Health.Our awareness of our health has done a 180. I’m so grateful for this journey because I have learned so much about eating right, the environment and it’s effects, and getting proper nutrition and exercise. I’m so thankful that I’m now aware of how our diet and exercise make a huge impact on our health.

God’s Will. It’s evident that my plans are way different than God’s plans. It’s amazing that in some aspects I am STILL learning. I remember my parents moving me my junior year of High school and I kicked and screamed not wanting to go, despite the fact that it ended up being one of the best things for me. I remember thinking I was going to marry one person, only for them to break my heart and marry someone a million times better for me. I know our journey now is the same. We would have had two kids by now if it were up to us, yet we are still waiting to have one. God’s plans are always so much better than ours.

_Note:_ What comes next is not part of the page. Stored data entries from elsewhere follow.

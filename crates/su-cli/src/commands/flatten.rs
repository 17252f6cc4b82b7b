//! Flatten command implementation

use anyhow::{Context, Result};

use crate::context::RuntimeContext;

/// Execute the flatten command
pub(crate) async fn execute(ctx: &RuntimeContext) -> Result<()> {
    let url = ctx.database_url()?;
    let migrations_dir = &ctx.settings.migrations_dir;

    println!("Flattening migrations...");
    let report = ctx
        .flattener()
        .flatten(url, migrations_dir)
        .await
        .context("Failed to flatten migrations")?;

    println!(
        "Flattened {} applied migrations ({} files removed) into {}",
        report.applied,
        report.removed.len(),
        report.written.display()
    );
    Ok(())
}
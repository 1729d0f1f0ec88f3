//! Key mapping from terminal events to game commands.
//!
//! Bindings follow the classic layout: arrows move and rotate, space drops.

use crossterm::event::{KeyCode, KeyEvent, KeyModifiers};

use crate::game::Command;

pub fn command_for_key(key: KeyEvent) -> Option<Command> {
    match key.code {
        KeyCode::Left | KeyCode::Char('a') | KeyCode::Char('A') => Some(Command::MoveLeft),
        KeyCode::Right | KeyCode::Char('d') | KeyCode::Char('D') => Some(Command::MoveRight),
        KeyCode::Char(' ') | KeyCode::Char('s') | KeyCode::Char('S') => Some(Command::SoftDrop),
        KeyCode::Down | KeyCode::Char('e') | KeyCode::Char('E') => Some(Command::RotateClockwise),
        KeyCode::Up | KeyCode::Char('w') | KeyCode::Char('W') => {
            Some(Command::RotateCounterClockwise)
        }
        KeyCode::Char('p') | KeyCode::Char('P') => Some(Command::TogglePause),
        KeyCode::Char('n') | KeyCode::Char('N') => Some(Command::NewGame),
        _ => None,
    }
}

pub fn should_quit(key: KeyEvent) -> bool {
    let ctrl_c = key.code == KeyCode::Char('c') && key.modifiers.contains(KeyModifiers::CONTROL);
    ctrl_c || matches!(key.code, KeyCode::Esc | KeyCode::Char('q' | 'Q'))
}
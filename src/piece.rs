use rand::Rng;

// ============================================================================
// Configuration
// ============================================================================

/// Anchor every new piece starts from, in board coordinates.
pub const SPAWN_POSITION: Position = Position { x: 4, y: 1 };

pub const ROTATION_STATES: usize = 4;

// ============================================================================
// Types
// ============================================================================

#[derive(Clone, Copy, PartialEq, Eq, Debug, Hash)]
pub struct Position {
    pub x: i16,
    pub y: i16,
}

impl Position {
    pub const fn new(x: i16, y: i16) -> Self {
        Self { x, y }
    }

    pub const fn offset_by(self, offset: Offset) -> Self {
        Self {
            x: self.x + offset.dx,
            y: self.y + offset.dy,
        }
    }
}

/// Block offset relative to a piece's anchor.
#[derive(Clone, Copy, PartialEq, Eq, Debug, Hash)]
pub struct Offset {
    pub dx: i16,
    pub dy: i16,
}

impl Offset {
    pub const fn new(dx: i16, dy: i16) -> Self {
        Self { dx, dy }
    }

    /// Quarter turn: `(x, y) -> (-y, x)`.
    pub const fn rotated(self) -> Self {
        Self {
            dx: -self.dy,
            dy: self.dx,
        }
    }
}

pub type Shape = [Offset; 4];

const fn rotate_shape(shape: Shape) -> Shape {
    [
        shape[0].rotated(),
        shape[1].rotated(),
        shape[2].rotated(),
        shape[3].rotated(),
    ]
}

const fn rotation_cycle(base: Shape) -> [Shape; ROTATION_STATES] {
    let quarter = rotate_shape(base);
    let half = rotate_shape(quarter);
    let three_quarters = rotate_shape(half);
    [base, quarter, half, three_quarters]
}

const fn o(dx: i16, dy: i16) -> Offset {
    Offset::new(dx, dy)
}

const SQUARE: Shape = [o(0, 0), o(1, 0), o(0, 1), o(1, 1)];
const LONG_HORIZONTAL: Shape = [o(0, 0), o(-1, 0), o(1, 0), o(2, 0)];
const LONG_VERTICAL: Shape = [o(0, 0), o(0, -1), o(0, 1), o(0, 2)];

const SQUARE_STATES: [Shape; ROTATION_STATES] = [SQUARE; ROTATION_STATES];
const LONG_STATES: [Shape; ROTATION_STATES] =
    [LONG_HORIZONTAL, LONG_VERTICAL, LONG_HORIZONTAL, LONG_VERTICAL];
const L_STATES: [Shape; ROTATION_STATES] =
    rotation_cycle([o(0, 0), o(0, -1), o(0, 1), o(1, 1)]);
const J_STATES: [Shape; ROTATION_STATES] =
    rotation_cycle([o(0, 0), o(0, -1), o(0, 1), o(-1, 1)]);
const S_STATES: [Shape; ROTATION_STATES] =
    rotation_cycle([o(0, 0), o(-1, 0), o(0, -1), o(1, -1)]);
const Z_STATES: [Shape; ROTATION_STATES] =
    rotation_cycle([o(0, 0), o(1, 0), o(0, -1), o(-1, -1)]);

#[derive(Clone, Copy, PartialEq, Eq, Debug, Hash)]
pub enum PieceKind {
    Square,
    Long,
    L,
    J,
    S,
    Z,
}

impl PieceKind {
    pub const ALL: [PieceKind; 6] = [
        PieceKind::Square,
        PieceKind::Long,
        PieceKind::L,
        PieceKind::J,
        PieceKind::S,
        PieceKind::Z,
    ];

    /// Precomputed rotation states; index 0 is the canonical shape.
    pub fn rotations(&self) -> &'static [Shape; ROTATION_STATES] {
        match self {
            PieceKind::Square => &SQUARE_STATES,
            PieceKind::Long => &LONG_STATES,
            PieceKind::L => &L_STATES,
            PieceKind::J => &J_STATES,
            PieceKind::S => &S_STATES,
            PieceKind::Z => &Z_STATES,
        }
    }

    /// Number of rotation states that actually differ.
    pub fn distinct_rotations(&self) -> usize {
        match self {
            PieceKind::Square => 1,
            PieceKind::Long => 2,
            _ => ROTATION_STATES,
        }
    }

    pub fn random() -> Self {
        let mut rng = rand::thread_rng();
        Self::ALL[rng.gen_range(0..Self::ALL.len())]
    }
}

/// Color tag carried by a piece and by the cells it locks into.
#[derive(Clone, Copy, PartialEq, Eq, Debug, Hash)]
pub enum Color {
    DarkGreen,
    DarkBlue,
    Blue,
    DarkRed,
    Gold,
    Purple,
    OrangeRed,
    LightSkyBlue,
}

impl Color {
    pub const PALETTE: [Color; 8] = [
        Color::DarkGreen,
        Color::DarkBlue,
        Color::Blue,
        Color::DarkRed,
        Color::Gold,
        Color::Purple,
        Color::OrangeRed,
        Color::LightSkyBlue,
    ];

    pub fn random() -> Self {
        let mut rng = rand::thread_rng();
        Self::PALETTE[rng.gen_range(0..Self::PALETTE.len())]
    }
}

/// Read-only view of whatever the piece collides with.
pub trait Occupancy {
    fn is_empty_at(&self, position: Position) -> bool;
}

// ============================================================================
// Piece
// ============================================================================

#[derive(Clone, Debug, PartialEq, Eq)]
pub struct Piece {
    pub kind: PieceKind,
    pub position: Position,
    pub rotation: usize,
    pub color: Color,
}

impl Piece {
    pub fn new(kind: PieceKind, color: Color) -> Self {
        Self::new_at(kind, color, SPAWN_POSITION.x, SPAWN_POSITION.y)
    }

    pub fn new_at(kind: PieceKind, color: Color, x: i16, y: i16) -> Self {
        Self {
            kind,
            position: Position { x, y },
            rotation: 0,
            color,
        }
    }

    pub fn shape(&self) -> &'static Shape {
        &self.kind.rotations()[self.rotation % ROTATION_STATES]
    }

    /// Absolute board cells covered by the piece.
    pub fn cells(&self) -> [Position; 4] {
        let shape = *self.shape();
        shape.map(|offset| self.position.offset_by(offset))
    }

    /// Moves and/or rotates the piece if every resulting cell is empty.
    ///
    /// Either both position and rotation change and `true` is returned, or
    /// the piece is left untouched. Rotation gets no kick: a turn that
    /// collides is simply refused.
    pub fn try_move(
        &mut self,
        board: &impl Occupancy,
        delta: (i16, i16),
        delta_rotation: i32,
    ) -> bool {
        let rotation = (self.rotation as i32 + delta_rotation)
            .rem_euclid(ROTATION_STATES as i32) as usize;
        let position = Position {
            x: self.position.x + delta.0,
            y: self.position.y + delta.1,
        };

        let fits = self.kind.rotations()[rotation]
            .iter()
            .all(|offset| board.is_empty_at(position.offset_by(*offset)));

        if fits {
            self.position = position;
            self.rotation = rotation;
        }
        fits
    }

    pub fn drop_one(&mut self, board: &impl Occupancy) -> bool {
        self.try_move(board, (0, 1), 0)
    }
}
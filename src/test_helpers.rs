use crate::board::{Cell, Grid};
use crate::piece::Color;

pub fn empty_grid() -> Grid {
    Grid::default()
}

pub fn fill_row(grid: &mut Grid, y: usize) {
    grid[y].fill(Cell::Occupied(Color::Blue));
}

pub fn fill_row_with_gap(grid: &mut Grid, y: usize, gap_x: usize) {
    fill_row(grid, y);
    grid[y][gap_x] = Cell::Empty;
}

/// Marks a single cell so tests can follow it through row shifts.
pub fn mark(grid: &mut Grid, x: usize, y: usize, color: Color) {
    grid[y][x] = Cell::Occupied(color);
}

Blessings. I am so blessed. I don’t want to spend time grieving something I don’t have, when I am so thankful for everything I do have. I’m so grateful to Jesus for all that He has blessed me with.

How good God is. Jesus is so good. He has just spoiled us on this journey. He consistently shows us His love. He reminds us that He has complete control. He has told us that He will bring us children in His perfect timing. Despite my brokenness, He just pours out His never ending love. He never leaves or forsakes us and He has our best in mind.

Don’t let your trial be wasted. Focus on your blessings and allow your suffering to refine you to become more like Jesus while you are waiting for your breakthrough.